Facing Clemens contains interviews with 13 major and minor league batters who have had the opportunity to step up to the plate against “The Rocket,” including Cal Ripken Jr., Ken Griffey Jr., and Clemens’ son Koby, who took a turn against his dad in a minor league game.
What would these athletes say now? Do they accept that they were beaten by a Hall of Fame pitcher or do they say, “Wait a minute; he was cheating. He had an advantage”? Mayo has not been in contact with the players in his book. A lot of them are reluctant to make comments because anything they say can end up as a headline on the sports-pages, he said.

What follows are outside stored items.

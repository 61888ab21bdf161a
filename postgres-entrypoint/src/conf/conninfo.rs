//! libpq `keyword=value` connection strings

use std::fmt;

/// Ordered set of conninfo pairs.
#[derive(Debug, Clone, Default, PartialEq, Eq)]
pub struct Conninfo {
    pairs: Vec<(String, String)>,
}

impl Conninfo {
    pub fn new() -> Self {
        Self::default()
    }

    /// Builder-style `set`.
    pub fn with(mut self, key: &str, value: &str) -> Self {
        self.set(key, value);
        self
    }

    /// Parse a connection string. Malformed trailing input is dropped.
    pub fn parse(input: &str) -> Self {
        let mut pairs = Vec::new();
        let mut chars = input.chars().peekable();

        loop {
            while chars.next_if(|c| c.is_whitespace()).is_some() {}

            let mut key = String::new();
            while let Some(c) = chars.next_if(|c| !c.is_whitespace() && *c != '=') {
                key.push(c);
            }
            if key.is_empty() {
                break;
            }

            while chars.next_if(|c| c.is_whitespace()).is_some() {}
            if chars.next_if_eq(&'=').is_none() {
                break;
            }
            while chars.next_if(|c| c.is_whitespace()).is_some() {}

            let mut value = String::new();
            if chars.next_if_eq(&'\'').is_some() {
                while let Some(c) = chars.next() {
                    match c {
                        '\\' => value.extend(chars.next()),
                        '\'' => break,
                        c => value.push(c),
                    }
                }
            } else {
                while let Some(c) = chars.next_if(|c| !c.is_whitespace()) {
                    if c == '\\' {
                        value.extend(chars.next());
                    } else {
                        value.push(c);
                    }
                }
            }

            pairs.push((key, value));
        }

        Self { pairs }
    }

    pub fn get(&self, key: &str) -> Option<&str> {
        self.pairs
            .iter()
            .find(|(k, _)| k == key)
            .map(|(_, v)| v.as_str())
    }

    /// Set a pair in place, or append it. Returns whether anything changed.
    pub fn set(&mut self, key: &str, value: &str) -> bool {
        match self.pairs.iter_mut().find(|(k, _)| k == key) {
            Some((_, v)) if v == value => false,
            Some((_, v)) => {
                *v = value.to_string();
                true
            }
            None => {
                self.pairs.push((key.to_string(), value.to_string()));
                true
            }
        }
    }

    pub fn keys(&self) -> impl Iterator<Item = &str> {
        self.pairs.iter().map(|(k, _)| k.as_str())
    }
}

fn needs_quoting(value: &str) -> bool {
    value.is_empty()
        || value
            .chars()
            .any(|c| c.is_whitespace() || c == '\'' || c == '\\')
}

impl fmt::Display for Conninfo {
    fn fmt(&self, f: &mut fmt::Formatter<'_>) -> fmt::Result {
        for (i, (key, value)) in self.pairs.iter().enumerate() {
            if i > 0 {
                f.write_str(" ")?;
            }
            if needs_quoting(value) {
                let escaped = value.replace('\\', "\\\\").replace('\'', "\\'");
                write!(f, "{}='{}'", key, escaped)?;
            } else {
                write!(f, "{}={}", key, value)?;
            }
        }
        Ok(())
    }
}

#[cfg(test)]
mod tests {
    use super::*;

    #[test]
    fn test_parse_plain_pairs() {
        let info = Conninfo::parse("host=pg-primary port=5432 user=repl sslmode=prefer");
        assert_eq!(info.get("host"), Some("pg-primary"));
        assert_eq!(info.get("port"), Some("5432"));
        assert_eq!(info.get("sslmode"), Some("prefer"));
        assert_eq!(info.get("password"), None);
        assert_eq!(
            info.keys().collect::<Vec<_>>(),
            vec!["host", "port", "user", "sslmode"]
        );
    }

    #[test]
    fn test_parse_quoted_and_spaced_values() {
        let info = Conninfo::parse(r"host = db  password='it\'s a secret' user=r\ x");
        assert_eq!(info.get("host"), Some("db"));
        assert_eq!(info.get("password"), Some("it's a secret"));
        assert_eq!(info.get("user"), Some("r x"));
    }

    #[test]
    fn test_render_quotes_when_needed() {
        let info = Conninfo::new()
            .with("host", "db")
            .with("password", "it's a secret")
            .with("options", "");
        assert_eq!(
            info.to_string(),
            r"host=db password='it\'s a secret' options=''"
        );
        assert_eq!(Conninfo::parse(&info.to_string()), info);
    }

    #[test]
    fn test_set_reports_changes() {
        let mut info = Conninfo::parse("host=a port=5432");
        assert!(!info.set("port", "5432"));
        assert!(info.set("port", "6432"));
        assert!(info.set("user", "repl"));
        assert_eq!(info.to_string(), "host=a port=6432 user=repl");
    }

    #[test]
    fn test_parse_stops_at_garbage() {
        let info = Conninfo::parse("host=a dangling");
        assert_eq!(info.keys().count(), 1);
    }
}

Mayo believes some of them would take a philosophical approach: Clemens wasn’t the only pitcher who availed himself of pharmaceutical assistance. There’s still going to be a certain amount of respect for the work he put in, Mayo said, “because even if you thought he was shooting up with stuff all the time, he still had to develop new pitches, to evolve as a pitcher over time regardless of how he kept himself on the field. He still had to learn how to be several different pitchers over the course of his career, and that I think is still impressive.”
On the other hand, “I’m sure there will be a certain lack or loss of respect from some the guys I talked to,” Mayo said.
Mayo’s primary beat for MLB.com is the minor leagues, which he said, have stronger drug and disciplining policies for those who test positive for banned substances. “The minors have always been a little bit ahead of the big leagues in terms of that stuff,” he said. “A lot of that has to do with the need for the [major league] players’ association involvement in protecting its members.”
Common opinion, including Mayo’s, indicated that Clemens was a lock for Baseball’s Hall of Fame, but his alleged drug problem “obviously tarnishes his image, and there’s all sorts of questions about his integrity. But if you’re just basing it on his accomplishments on the field, regardless of what you think about him, he’s still one of the better pitchers we’ve ever seen.”